- [EXERCISE BRIEF] Tell how many lines of the data include the word "commitish". Nothing but the number belongs in the answer.

- [DATA PROVIDED]

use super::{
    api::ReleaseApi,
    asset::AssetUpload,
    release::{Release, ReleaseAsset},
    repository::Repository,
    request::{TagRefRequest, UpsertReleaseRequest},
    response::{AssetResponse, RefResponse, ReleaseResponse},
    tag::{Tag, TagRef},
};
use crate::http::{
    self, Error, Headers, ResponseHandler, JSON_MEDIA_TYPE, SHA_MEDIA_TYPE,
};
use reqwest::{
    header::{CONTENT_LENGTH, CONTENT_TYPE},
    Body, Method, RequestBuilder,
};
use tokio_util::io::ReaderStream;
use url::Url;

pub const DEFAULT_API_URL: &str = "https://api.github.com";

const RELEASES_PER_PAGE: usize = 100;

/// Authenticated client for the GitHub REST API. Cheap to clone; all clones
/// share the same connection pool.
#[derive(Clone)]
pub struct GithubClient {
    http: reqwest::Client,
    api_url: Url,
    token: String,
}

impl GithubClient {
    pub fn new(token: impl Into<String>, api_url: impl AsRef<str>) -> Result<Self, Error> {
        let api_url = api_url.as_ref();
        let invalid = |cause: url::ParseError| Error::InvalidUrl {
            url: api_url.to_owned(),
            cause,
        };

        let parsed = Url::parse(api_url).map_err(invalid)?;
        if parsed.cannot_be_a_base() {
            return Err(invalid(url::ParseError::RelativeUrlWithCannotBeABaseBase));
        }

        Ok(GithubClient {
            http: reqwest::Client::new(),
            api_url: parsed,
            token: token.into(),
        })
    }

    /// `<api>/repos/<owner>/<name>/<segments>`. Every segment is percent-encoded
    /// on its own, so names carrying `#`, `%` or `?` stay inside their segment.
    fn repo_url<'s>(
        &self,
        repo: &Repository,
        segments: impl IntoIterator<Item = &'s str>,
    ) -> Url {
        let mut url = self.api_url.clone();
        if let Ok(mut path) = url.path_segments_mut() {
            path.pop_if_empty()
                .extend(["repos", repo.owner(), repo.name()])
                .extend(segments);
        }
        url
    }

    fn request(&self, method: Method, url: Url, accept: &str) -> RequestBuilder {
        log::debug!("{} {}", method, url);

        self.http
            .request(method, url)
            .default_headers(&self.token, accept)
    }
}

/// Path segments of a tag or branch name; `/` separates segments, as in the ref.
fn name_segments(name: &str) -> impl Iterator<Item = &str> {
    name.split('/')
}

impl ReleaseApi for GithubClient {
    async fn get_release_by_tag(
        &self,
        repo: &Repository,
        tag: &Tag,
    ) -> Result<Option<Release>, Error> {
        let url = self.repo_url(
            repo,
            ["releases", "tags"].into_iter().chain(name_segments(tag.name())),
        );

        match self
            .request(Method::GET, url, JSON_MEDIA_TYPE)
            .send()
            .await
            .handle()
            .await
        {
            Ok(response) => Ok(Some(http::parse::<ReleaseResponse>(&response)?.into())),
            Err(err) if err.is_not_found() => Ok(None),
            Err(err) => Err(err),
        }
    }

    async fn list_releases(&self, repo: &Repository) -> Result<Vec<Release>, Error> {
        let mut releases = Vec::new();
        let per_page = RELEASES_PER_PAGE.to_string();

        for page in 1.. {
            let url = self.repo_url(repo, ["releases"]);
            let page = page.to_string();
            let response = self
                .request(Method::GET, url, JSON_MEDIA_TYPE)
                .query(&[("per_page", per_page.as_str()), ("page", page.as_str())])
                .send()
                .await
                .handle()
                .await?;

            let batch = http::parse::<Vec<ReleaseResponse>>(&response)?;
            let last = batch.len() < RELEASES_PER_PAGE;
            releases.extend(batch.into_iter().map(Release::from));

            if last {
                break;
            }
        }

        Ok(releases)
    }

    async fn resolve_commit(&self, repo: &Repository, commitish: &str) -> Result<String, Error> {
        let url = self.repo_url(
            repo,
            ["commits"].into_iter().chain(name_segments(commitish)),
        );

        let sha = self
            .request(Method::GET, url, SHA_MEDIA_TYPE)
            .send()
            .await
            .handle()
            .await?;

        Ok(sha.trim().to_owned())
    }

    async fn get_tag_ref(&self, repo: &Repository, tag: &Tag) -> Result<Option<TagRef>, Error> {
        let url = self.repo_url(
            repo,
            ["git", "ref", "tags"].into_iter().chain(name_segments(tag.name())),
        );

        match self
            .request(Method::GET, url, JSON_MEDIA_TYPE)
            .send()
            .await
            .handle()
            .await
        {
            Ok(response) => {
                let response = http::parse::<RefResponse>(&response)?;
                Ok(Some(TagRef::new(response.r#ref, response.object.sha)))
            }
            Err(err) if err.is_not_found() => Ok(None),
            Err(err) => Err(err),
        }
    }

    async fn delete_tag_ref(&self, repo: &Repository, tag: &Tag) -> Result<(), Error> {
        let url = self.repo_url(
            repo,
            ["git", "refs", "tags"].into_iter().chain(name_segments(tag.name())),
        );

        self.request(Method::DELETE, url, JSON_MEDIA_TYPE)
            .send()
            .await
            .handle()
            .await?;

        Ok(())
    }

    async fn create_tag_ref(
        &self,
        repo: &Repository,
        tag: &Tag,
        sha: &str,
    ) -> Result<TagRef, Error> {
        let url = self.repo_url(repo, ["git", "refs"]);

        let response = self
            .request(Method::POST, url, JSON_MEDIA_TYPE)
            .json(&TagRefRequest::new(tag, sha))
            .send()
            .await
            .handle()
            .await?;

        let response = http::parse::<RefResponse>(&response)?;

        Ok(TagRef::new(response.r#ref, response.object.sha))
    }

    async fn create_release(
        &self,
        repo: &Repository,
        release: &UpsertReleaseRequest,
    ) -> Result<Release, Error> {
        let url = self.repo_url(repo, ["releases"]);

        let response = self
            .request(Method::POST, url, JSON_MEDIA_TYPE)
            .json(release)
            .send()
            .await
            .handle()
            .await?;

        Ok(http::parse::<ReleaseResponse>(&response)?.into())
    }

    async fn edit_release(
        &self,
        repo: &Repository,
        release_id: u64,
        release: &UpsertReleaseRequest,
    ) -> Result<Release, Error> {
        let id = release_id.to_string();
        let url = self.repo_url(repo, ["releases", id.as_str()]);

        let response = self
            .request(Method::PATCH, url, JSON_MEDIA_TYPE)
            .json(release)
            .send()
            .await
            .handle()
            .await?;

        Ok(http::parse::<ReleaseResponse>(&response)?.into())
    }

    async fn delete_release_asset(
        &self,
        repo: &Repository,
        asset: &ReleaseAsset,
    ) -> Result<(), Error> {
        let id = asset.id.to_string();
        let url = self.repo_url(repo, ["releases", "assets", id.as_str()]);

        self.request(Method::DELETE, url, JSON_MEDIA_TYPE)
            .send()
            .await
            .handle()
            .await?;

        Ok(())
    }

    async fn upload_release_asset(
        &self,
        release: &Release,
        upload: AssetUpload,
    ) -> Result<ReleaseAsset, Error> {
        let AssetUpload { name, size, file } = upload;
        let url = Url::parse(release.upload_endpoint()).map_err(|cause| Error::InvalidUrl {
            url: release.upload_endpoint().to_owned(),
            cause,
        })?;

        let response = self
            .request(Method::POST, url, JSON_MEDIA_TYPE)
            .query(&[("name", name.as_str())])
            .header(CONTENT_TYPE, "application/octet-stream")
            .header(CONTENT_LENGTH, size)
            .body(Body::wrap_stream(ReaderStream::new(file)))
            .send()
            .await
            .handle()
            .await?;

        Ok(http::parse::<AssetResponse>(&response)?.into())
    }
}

- [RESPONSE BOX] 2